Stored data entries
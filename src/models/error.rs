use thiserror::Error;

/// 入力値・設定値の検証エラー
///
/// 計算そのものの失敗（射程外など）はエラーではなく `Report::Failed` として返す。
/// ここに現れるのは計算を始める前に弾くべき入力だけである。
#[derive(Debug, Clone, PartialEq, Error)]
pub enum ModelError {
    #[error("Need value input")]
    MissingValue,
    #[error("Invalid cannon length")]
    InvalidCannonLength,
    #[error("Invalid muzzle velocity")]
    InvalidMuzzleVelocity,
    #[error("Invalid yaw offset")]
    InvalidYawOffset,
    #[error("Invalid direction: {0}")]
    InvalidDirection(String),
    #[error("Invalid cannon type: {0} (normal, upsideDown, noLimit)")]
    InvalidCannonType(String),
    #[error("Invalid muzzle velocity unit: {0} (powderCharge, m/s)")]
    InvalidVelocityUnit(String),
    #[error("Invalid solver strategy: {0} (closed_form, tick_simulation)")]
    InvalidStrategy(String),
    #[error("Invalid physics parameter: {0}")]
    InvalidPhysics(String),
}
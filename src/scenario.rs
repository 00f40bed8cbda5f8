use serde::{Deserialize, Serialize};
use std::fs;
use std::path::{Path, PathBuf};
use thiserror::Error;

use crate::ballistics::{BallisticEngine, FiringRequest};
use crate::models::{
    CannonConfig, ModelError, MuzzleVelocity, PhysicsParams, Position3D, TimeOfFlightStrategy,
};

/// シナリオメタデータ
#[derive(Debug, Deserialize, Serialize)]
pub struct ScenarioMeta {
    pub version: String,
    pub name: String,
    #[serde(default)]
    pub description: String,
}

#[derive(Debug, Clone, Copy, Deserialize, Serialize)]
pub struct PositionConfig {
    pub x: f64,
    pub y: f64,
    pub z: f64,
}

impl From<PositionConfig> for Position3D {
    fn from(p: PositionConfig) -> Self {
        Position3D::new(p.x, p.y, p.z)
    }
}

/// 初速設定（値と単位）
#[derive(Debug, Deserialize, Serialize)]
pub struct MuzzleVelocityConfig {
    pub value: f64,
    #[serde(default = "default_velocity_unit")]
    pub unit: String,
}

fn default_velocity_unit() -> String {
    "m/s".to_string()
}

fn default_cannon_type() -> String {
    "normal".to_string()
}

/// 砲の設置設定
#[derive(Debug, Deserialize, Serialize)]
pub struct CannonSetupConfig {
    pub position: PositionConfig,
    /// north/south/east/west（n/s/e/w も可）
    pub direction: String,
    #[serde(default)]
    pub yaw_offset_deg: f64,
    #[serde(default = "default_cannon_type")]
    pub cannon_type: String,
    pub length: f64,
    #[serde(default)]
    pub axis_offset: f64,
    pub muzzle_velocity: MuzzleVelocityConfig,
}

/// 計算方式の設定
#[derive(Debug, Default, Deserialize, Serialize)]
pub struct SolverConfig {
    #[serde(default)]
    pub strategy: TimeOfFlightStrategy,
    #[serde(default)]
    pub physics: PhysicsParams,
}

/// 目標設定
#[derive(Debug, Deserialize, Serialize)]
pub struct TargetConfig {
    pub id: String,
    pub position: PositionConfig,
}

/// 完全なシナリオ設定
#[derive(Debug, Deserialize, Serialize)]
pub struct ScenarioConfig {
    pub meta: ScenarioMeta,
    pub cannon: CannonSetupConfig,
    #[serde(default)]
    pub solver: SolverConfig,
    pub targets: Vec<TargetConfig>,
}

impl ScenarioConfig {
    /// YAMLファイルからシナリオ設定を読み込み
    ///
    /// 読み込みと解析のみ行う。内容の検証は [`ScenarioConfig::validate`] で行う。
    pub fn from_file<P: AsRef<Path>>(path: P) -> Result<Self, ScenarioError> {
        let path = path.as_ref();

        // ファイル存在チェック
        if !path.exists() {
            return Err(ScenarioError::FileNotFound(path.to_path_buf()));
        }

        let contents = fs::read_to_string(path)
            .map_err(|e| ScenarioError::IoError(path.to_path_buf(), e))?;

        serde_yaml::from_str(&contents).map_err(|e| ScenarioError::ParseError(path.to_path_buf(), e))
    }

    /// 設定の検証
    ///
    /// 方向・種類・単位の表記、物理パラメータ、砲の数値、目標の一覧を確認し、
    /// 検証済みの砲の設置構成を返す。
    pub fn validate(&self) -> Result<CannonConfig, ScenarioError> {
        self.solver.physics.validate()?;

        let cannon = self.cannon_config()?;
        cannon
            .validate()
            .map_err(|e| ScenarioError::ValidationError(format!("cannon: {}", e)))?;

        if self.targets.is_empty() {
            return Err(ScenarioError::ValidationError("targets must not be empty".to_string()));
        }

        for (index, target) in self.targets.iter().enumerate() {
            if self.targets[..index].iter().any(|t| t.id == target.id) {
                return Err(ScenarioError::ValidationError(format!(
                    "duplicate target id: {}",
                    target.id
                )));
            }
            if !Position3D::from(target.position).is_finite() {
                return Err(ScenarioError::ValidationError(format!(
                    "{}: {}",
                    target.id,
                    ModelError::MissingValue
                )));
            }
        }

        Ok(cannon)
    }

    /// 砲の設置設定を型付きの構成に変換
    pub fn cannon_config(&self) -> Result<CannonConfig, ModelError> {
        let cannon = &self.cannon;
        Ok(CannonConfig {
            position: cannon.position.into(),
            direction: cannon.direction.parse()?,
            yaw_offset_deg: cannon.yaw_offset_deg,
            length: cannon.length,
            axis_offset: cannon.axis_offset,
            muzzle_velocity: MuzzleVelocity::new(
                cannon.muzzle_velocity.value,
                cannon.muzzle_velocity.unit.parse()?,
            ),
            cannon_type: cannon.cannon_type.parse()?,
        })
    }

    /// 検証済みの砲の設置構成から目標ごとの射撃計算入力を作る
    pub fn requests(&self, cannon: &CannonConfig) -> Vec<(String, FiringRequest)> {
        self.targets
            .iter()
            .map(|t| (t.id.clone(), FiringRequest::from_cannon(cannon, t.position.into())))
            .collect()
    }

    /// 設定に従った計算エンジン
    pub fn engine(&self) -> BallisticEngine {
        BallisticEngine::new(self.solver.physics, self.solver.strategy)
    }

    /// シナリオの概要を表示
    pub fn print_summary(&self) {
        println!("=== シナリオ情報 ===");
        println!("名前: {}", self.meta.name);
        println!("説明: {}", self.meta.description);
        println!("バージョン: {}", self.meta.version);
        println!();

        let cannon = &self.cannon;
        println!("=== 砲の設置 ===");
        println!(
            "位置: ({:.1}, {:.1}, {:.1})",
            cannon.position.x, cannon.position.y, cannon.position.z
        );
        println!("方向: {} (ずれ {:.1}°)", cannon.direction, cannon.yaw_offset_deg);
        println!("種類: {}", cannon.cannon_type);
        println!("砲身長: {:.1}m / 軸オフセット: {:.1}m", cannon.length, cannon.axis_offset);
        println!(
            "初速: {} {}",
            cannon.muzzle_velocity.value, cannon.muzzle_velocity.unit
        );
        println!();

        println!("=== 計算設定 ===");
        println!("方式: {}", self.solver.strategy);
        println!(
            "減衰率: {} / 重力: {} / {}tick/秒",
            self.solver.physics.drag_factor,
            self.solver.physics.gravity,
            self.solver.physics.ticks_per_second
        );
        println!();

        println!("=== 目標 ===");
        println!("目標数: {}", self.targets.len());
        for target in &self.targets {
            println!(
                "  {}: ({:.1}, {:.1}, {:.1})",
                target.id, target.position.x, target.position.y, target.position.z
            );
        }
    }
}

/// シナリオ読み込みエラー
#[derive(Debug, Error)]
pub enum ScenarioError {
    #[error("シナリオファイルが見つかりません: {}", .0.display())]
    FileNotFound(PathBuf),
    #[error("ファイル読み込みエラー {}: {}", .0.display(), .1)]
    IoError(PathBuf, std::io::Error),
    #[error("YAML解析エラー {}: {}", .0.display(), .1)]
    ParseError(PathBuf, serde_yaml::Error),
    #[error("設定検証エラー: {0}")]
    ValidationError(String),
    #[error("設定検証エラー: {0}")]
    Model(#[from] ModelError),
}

#### [Exercise brief]
For every line above with the word "PhysicsParams" in it, make a copy.

#### [Exercise result]
    CannonConfig, ModelError, MuzzleVelocity, PhysicsParams, Position3D, TimeOfFlightStrategy,
    pub physics: PhysicsParams,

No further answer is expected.